Hukuki normlara ek olarak hukuk dışı teknik normlar da vardır. Birincisinden farklı olarak, yasal güçleri yoktur ve makul olmaları nedeniyle uygulanırlar. Bu tür normlar, özellikle BM'nin uzman kuruluşları tarafından aktif olarak kullanılmaktadır. Uluslararası Sivil Havacılık Örgütü veya Uluslararası Telekomünikasyon Birliği gibi kuruluşların eylemlerinin çoğu, esas olarak teknik düzenlemelerden oluşur ve büyük miktarda düzenleme gerçekleştirir. Uygulamalarında, bu normların teknik ve diğer uluslararası hukuk normlarıyla etkileşiminin gelişimini gösteren birçok ilginç an vardı. Uluslararası Adalet Divanı'nın yasal olanlarla birlikte teknik normları da uygulaması özellikle ilgi çekicidir.

Bilim ve teknoloji alanındaki yeni fırsatlar, teknik düzenlemelerin tasarımı ve uygulanmasıyla ilgilenenlere ek talepler getirmektedir. Uzmanların rolü artıyor, bugün hukuk alanında temel bilgilere sahip olmaları gerekiyor. Teknik işbirliğine dahil olan paradiplomatlar var. Neden sadece bilim ve teknoloji alanında değil, aynı zamanda bir dereceye kadar hukuk alanında da hukukçular, uzmanlar olmasın? Doğru, uluslararası yasal mekanizma sürekli daha karmaşık hale geliyor. Bu nedenle, avukatlar neredeyse tamamen değiştirilemez. Belki de bu sorunu çözmenin ana yönü, profesyonel avukatların bir veya başka bir teknik işbirliği alanında uzmanlaşması olacaktır.

Program ve öneriler. Literatür, uluslararası hukukta program normlarının varlığı sorununu tartışmaktadır. Normların çoğunun bir program öğesi içerdiğine dikkat edin. Sadece olanı düzeltmekle kalmaz, aynı zamanda ne olması gerektiğini de tanımlarlar, çoğu durumda gelecekteki davranışlara adanmışlardır. Anlaşmaların çoğu işbirliğinin geliştirilmesini programlamaktadır.

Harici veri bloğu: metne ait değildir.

//! In-process cancellation signals for running jobs.

use std::collections::HashMap;
use std::sync::Arc;

use tokio::sync::Mutex;
use tokio_util::sync::CancellationToken;
use uuid::Uuid;

/// Cancellation tokens of the jobs currently executing in this process.
///
/// Shared between the worker pool, which registers a token per claimed job,
/// and the job service, which fires it on cancel. Workers in other processes
/// learn about a cancel request from the `cancel_requested` flag on their
/// next heartbeat.
#[derive(Clone, Default)]
pub struct CancelRegistry {
    tokens: Arc<Mutex<HashMap<Uuid, CancellationToken>>>,
}

impl CancelRegistry {
    pub fn new() -> Self {
        Self::default()
    }

    /// Create and track a fresh token for `job_id`.
    pub async fn register(&self, job_id: Uuid) -> CancellationToken {
        let token = CancellationToken::new();
        self.tokens.lock().await.insert(job_id, token.clone());
        token
    }

    /// Fire the token for `job_id`. Returns false when the job is not running here.
    pub async fn fire(&self, job_id: Uuid) -> bool {
        match self.tokens.lock().await.get(&job_id) {
            Some(token) => {
                token.cancel();
                true
            }
            None => false,
        }
    }

    pub async fn release(&self, job_id: Uuid) {
        self.tokens.lock().await.remove(&job_id);
    }

    pub async fn len(&self) -> usize {
        self.tokens.lock().await.len()
    }

    pub async fn is_empty(&self) -> bool {
        self.len().await == 0
    }
}
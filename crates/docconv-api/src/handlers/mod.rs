//! HTTP handlers for docconv-api.

pub mod health;
pub mod jobs;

Bulgar avukat I. Genov, program normatif anın özellikle zorunlu norm ve ilkelerde telaffuz edildiğini haklı olarak vurguladı. Temel ilkelerde yer alan program unsurunun iki yönü vardır. Birincisi, önce uluslararası hukuk normları olarak tanınmaları ve daha sonra devletlerin pratiğinde kademeli olarak benimsenmeleridir. Özellikle belirleyici olan, sosyo-politik sistemlerinin uluslararası standardı tam olarak uygulamaya hazır olmamasının bir sonucu olarak önemli sayıda devlet için program niteliğinde olan insan haklarına saygı ilkesidir.

İlkelerin programatik unsurunun ikinci yönü, uluslararası hukukun gelişimi için ana yönleri yasal olarak bağlayıcı bir biçimde belirlemeleridir. Aynısı, uluslararası hukukun amaçlarının programatik doğası için de geçerlidir.

Program normları kategorisi ayrıca önemli spesifikasyonlara ihtiyaç duyanları da içerir. Bazen bunlara kusurlu normlar denir (G. Aranjo-Ruiz, İtalya). Görünüşe göre bu tamamen doğru değil. Bu tür normlar, diğer normların yerine getiremediği belirli olsa da kendi işlevlerini yerine getirir.

Uygulamalarının programlı bir yolunu içeren kurallar özellikle ilgi çekicidir. Evet, Sanat. Ekonomik, Sosyal ve Kültürel Haklar Sözleşmesi'nin 2'si, her Devletin "bireysel olarak ve uluslararası yardım ve işbirliği yoluyla ... mevcut Sözleşme". Tabii ki, böyle bir formülasyon bir belirsizlik unsuru getirir ve "maksimum limitler" belirlemek gibi zor bir görevin çözülmesini gerektirir. Ancak bu, yasal gücün üstünlüğünü ortadan kaldırmaz. Sorunun böyle olduğu durumunu hesaba katmamak mümkün değil: ya böyle bir norm ya da hiç yok.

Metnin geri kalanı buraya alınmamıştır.